A year passes by, and Al, now 33 feet long and with the crests over his eyes reddening, is shown drinking at a pond. His presence however makes other dinosaurs around the pond nervous and the smell of blood he brings with him puts off a pair of Stegosaurus that were attempting to mate. Away from the pond, he discovers the scent of a nearby six-year-old female Allosaurus and issues a mating call. She is not interested, but the inexperienced Al persists, and the female turns hostile when he gets too close. Al is lucky enough to escape from the ensuing fight with his life, although he sustains injuries to his right arm and claw, along with smashed ribs. Later, the dry season comes, and Al is attempting to hunt a flock of Dryosaurus. Whilst chasing them however, he trips over a log that falls in his path and ends up breaking something in his right foot in the resultant fall; he limps away, his chances of survival as prey gets scarcer now very unlikely. As the dry season turns to a drought, Al's limp from the fall gets worse and his right middle toe -which he broke in the fall- has become badly infected. Soon, unable to hunt because of this handicap, he dies in a dried-up riverbed, where two infant Allosaurus are hunting for bugs, and come across his emaciated carcass. He is said not to have reached full size, dying as a mature adolescent and that the process of his fossilisation was so perfect it preserved even the injuries he sustained in his lifetime, including lumps where his ribs healed after their break and the raging infection on his middle toe.
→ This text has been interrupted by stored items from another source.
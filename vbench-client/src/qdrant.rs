//! Qdrant vector store driver.
//!
//! Provides [`QdrantClient`], which implements [`VectorClient`] using the
//! [qdrant-client](https://docs.rs/qdrant-client) crate over gRPC. Records
//! map to points with numeric ids and no payload; `optimize` polls the
//! collection status until the optimizer reports green.

use std::sync::Arc;
use std::time::Duration;

use async_trait::async_trait;
use qdrant_client::qdrant::point_id::PointIdOptions;
use qdrant_client::qdrant::{
    CollectionStatus, CountPointsBuilder, CreateCollectionBuilder, Distance, PointStruct,
    SearchPointsBuilder, UpsertPointsBuilder, VectorParamsBuilder,
};
use qdrant_client::{Payload, Qdrant};
use tracing::debug;

use crate::client::{ClientSession, RecordBatch, VectorClient};
use crate::config::{CollectionSchema, ConnectionParams, MetricType, SearchFilters};
use crate::error::{BenchError, Result};
use crate::observe::BenchObserver;
use crate::ready::{PollOptions, ReadyState, ReadyStatus, poll_until_ready};

const BACKEND: &str = "qdrant";

fn distance(metric: MetricType) -> Distance {
    match metric {
        MetricType::L2 => Distance::Euclid,
        MetricType::InnerProduct => Distance::Dot,
        MetricType::Cosine => Distance::Cosine,
    }
}

fn connection_err(e: qdrant_client::QdrantError) -> BenchError {
    BenchError::Connection { backend: BACKEND, message: e.to_string() }
}

fn schema_err(e: qdrant_client::QdrantError) -> BenchError {
    BenchError::Schema { backend: BACKEND, message: e.to_string() }
}

/// A [`VectorClient`] backed by [Qdrant](https://qdrant.tech/).
///
/// The gRPC channel connects lazily; `configure` performs no network I/O.
pub struct QdrantClient {
    client: Arc<Qdrant>,
    schema: CollectionSchema,
    poll_interval: Duration,
}

impl QdrantClient {
    /// Validate connection parameters and bind the target schema.
    ///
    /// Recognized parameters: `url` (required, e.g.
    /// `http://localhost:6334`), `api_key` (optional), `poll_interval_ms`
    /// (optimize backoff, default 2000).
    ///
    /// # Errors
    ///
    /// Returns [`BenchError::Config`] on missing or malformed parameters.
    pub fn configure(params: &ConnectionParams, schema: &CollectionSchema) -> Result<Self> {
        let url = params.require("url")?;
        let poll_interval = Duration::from_millis(params.parse_or("poll_interval_ms", 2000u64)?);

        let mut builder = Qdrant::from_url(url);
        if let Some(api_key) = params.get("api_key") {
            builder = builder.api_key(api_key);
        }
        let client =
            builder.build().map_err(|e| BenchError::Config(format!("invalid qdrant url: {e}")))?;

        Ok(Self { client: Arc::new(client), schema: schema.clone(), poll_interval })
    }
}

#[async_trait]
impl VectorClient for QdrantClient {
    fn backend(&self) -> &'static str {
        BACKEND
    }

    fn schema(&self) -> &CollectionSchema {
        &self.schema
    }

    async fn setup_schema(&self, drop_existing: bool) -> Result<()> {
        if !drop_existing {
            return Ok(());
        }

        let collections = self.client.list_collections().await.map_err(connection_err)?;
        if collections.collections.iter().any(|c| c.name == self.schema.name) {
            self.client.delete_collection(self.schema.name.as_str()).await.map_err(schema_err)?;
        }

        let vectors = VectorParamsBuilder::new(
            self.schema.dimensions as u64,
            distance(self.schema.index.metric),
        );
        self.client
            .create_collection(
                CreateCollectionBuilder::new(self.schema.name.as_str()).vectors_config(vectors),
            )
            .await
            .map_err(schema_err)?;

        debug!(
            collection = %self.schema.name,
            dimensions = self.schema.dimensions,
            "created qdrant collection"
        );
        Ok(())
    }

    async fn session(&self) -> Result<Box<dyn ClientSession>> {
        Ok(Box::new(QdrantSession {
            client: Arc::clone(&self.client),
            collection: self.schema.name.clone(),
        }))
    }

    async fn optimize(
        &self,
        deadline: Option<Duration>,
        observer: &dyn BenchObserver,
    ) -> Result<()> {
        let client = Arc::clone(&self.client);
        let collection = self.schema.name.clone();
        let probe = move || {
            let client = Arc::clone(&client);
            let collection = collection.clone();
            async move {
                let info =
                    client.collection_info(collection.as_str()).await.map_err(connection_err)?;
                let info = info.result.ok_or_else(|| BenchError::Connection {
                    backend: BACKEND,
                    message: format!("no collection info for '{collection}'"),
                })?;
                if info.status() == CollectionStatus::Green {
                    Ok(ReadyStatus::ready())
                } else {
                    Ok(ReadyStatus { state: ReadyState::IndexBuilding, pending: None })
                }
            }
        };

        let options = PollOptions { interval: self.poll_interval, deadline };
        let report = poll_until_ready(probe, options, observer).await?;
        debug!(collection = %self.schema.name, polls = report.polls, "qdrant collection green");
        Ok(())
    }
}

/// Verify the collection grew by one point per submitted record.
///
/// Qdrant's write API is upsert-only: an already-committed id is silently
/// overwritten rather than rejected, so a retried batch would double-count.
/// A growth shortfall is surfaced as a duplicate-id insert failure instead.
fn committed_growth(before: u64, after: u64, submitted: usize) -> Result<usize> {
    let grown = after.saturating_sub(before) as usize;
    if grown < submitted {
        return Err(BenchError::Insert {
            backend: BACKEND,
            inserted: grown,
            message: format!("{} duplicate ids overwritten", submitted - grown),
        });
    }
    Ok(submitted)
}

struct QdrantSession {
    client: Arc<Qdrant>,
    collection: String,
}

impl QdrantSession {
    async fn point_count(&self) -> std::result::Result<u64, qdrant_client::QdrantError> {
        let response = self
            .client
            .count(CountPointsBuilder::new(self.collection.as_str()).exact(true))
            .await?;
        Ok(response.result.map(|r| r.count).unwrap_or(0))
    }
}

#[async_trait]
impl ClientSession for QdrantSession {
    async fn insert(&mut self, batch: RecordBatch<'_>) -> Result<usize> {
        if batch.is_empty() {
            return Ok(0);
        }

        let before = self.point_count().await.map_err(connection_err)?;

        let points: Vec<PointStruct> = batch
            .ids
            .iter()
            .zip(batch.vectors)
            .map(|(id, vector)| PointStruct::new(*id as u64, vector.clone(), Payload::new()))
            .collect();

        // wait(true) so the follow-up count observes this write.
        self.client
            .upsert_points(UpsertPointsBuilder::new(self.collection.as_str(), points).wait(true))
            .await
            .map_err(|e| BenchError::Insert {
                backend: BACKEND,
                inserted: 0,
                message: e.to_string(),
            })?;

        // The write was acknowledged, so count it even if verification fails.
        let after = self.point_count().await.map_err(|e| BenchError::Insert {
            backend: BACKEND,
            inserted: batch.len(),
            message: format!("count after write failed: {e}"),
        })?;
        committed_growth(before, after, batch.len())
    }

    async fn search(
        &mut self,
        query: &[f32],
        k: usize,
        _filters: Option<&SearchFilters>,
    ) -> Result<Vec<i64>> {
        let request =
            SearchPointsBuilder::new(self.collection.as_str(), query.to_vec(), k as u64);
        let response = self
            .client
            .search_points(request)
            .await
            .map_err(|e| BenchError::Search { backend: BACKEND, message: e.to_string() })?;

        Ok(response
            .result
            .into_iter()
            .filter_map(|point| match point.id.and_then(|id| id.point_id_options) {
                Some(PointIdOptions::Num(id)) => Some(id as i64),
                _ => None,
            })
            .collect())
    }
}

#[cfg(test)]
mod tests {
    use super::*;

    #[test]
    fn metric_resolution_matches_backend_vocabulary() {
        assert_eq!(distance(MetricType::L2), Distance::Euclid);
        assert_eq!(distance(MetricType::InnerProduct), Distance::Dot);
        assert_eq!(distance(MetricType::Cosine), Distance::Cosine);
    }

    #[test]
    fn full_growth_commits_the_whole_batch() {
        assert_eq!(committed_growth(100, 200, 100).unwrap(), 100);
        assert_eq!(committed_growth(0, 1, 1).unwrap(), 1);
    }

    #[test]
    fn growth_shortfall_is_a_duplicate_id_failure() {
        let err = committed_growth(100, 160, 100).unwrap_err();
        match err {
            BenchError::Insert { inserted, message, .. } => {
                assert_eq!(inserted, 60);
                assert!(message.contains("40 duplicate ids"));
            }
            other => panic!("unexpected error: {other}"),
        }
    }

    #[test]
    fn configure_requires_url() {
        let schema = CollectionSchema::new("bench", 4).unwrap();
        let err = QdrantClient::configure(&ConnectionParams::new(), &schema).unwrap_err();
        assert!(matches!(err, BenchError::Config(_)));
    }
}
The narrator concludes the special stating how Big Al, in death, represents a frozen moment in the fast and furious life of a carnivorous dinosaur.

== Episodes ==

| No. | Title | Original release date | UK viewers (millions) |
| 1 | "The Ballad of Big Al" | 25 December 2000 | N/A (<6.47) |
A biography of how Big Al might have lived, in the same format as the original series. Includes many of the dinosaurs seen in the previous Walking with Dinosaurs episode Time of the Titans, alongside the new additions Apatosaurus, Dryosaurus and Othnielia.
| 2 | "Big Al: The Science" | 27 December 2000 | 6.72 |
A documentary following the scientific research that informed Big Al's life story, including the similarities dinosaurs shared with birds and Crocodilians, the fossil site that inspired the predator trap scene, and the fossil specimens Big Al the Allosaurus and Willo the Thescelosaurus.

== Reception ==

=== Reviews ===
Julie Salamon gave The Ballad of Big Al a positive review in The New York Times, deeming it an excellent follow-up to the original series of Walking with Dinosaurs, praising the computer animation, the authentic animal designs and the presentation of the programme.

=== Awards ===
The Ballad of Big Al won two 2001 Emmy Awards, one for Outstanding Sound Editing for a Non-Fiction Program and one for Outstanding Animated Program (For Programming More Than One Hour). It was also nominated for Outstanding Special Visual Effects for a Miniseries, Movie or a Special. The Online Film & Television Association also awarded The Ballad of Big Al with two awards, one for Best Visual Effects in a Series and one for Best Informational Special.

==In other media==

===Children's book===
The Ballad of Big Al was adapted into a children's book by Stephen Cole. Titled Allosaurus! The Life and Death of Big Al, the book was published in North America by Dutton Children's Books on 4 June 2001.

===Website===
An accompanying website to The Ballad of Big Al was launched in 2000, featuring a written retelling of Big Al's story by the researcher Alexandra Freeman and an online role-playing game, the Big Al game, based on the episode.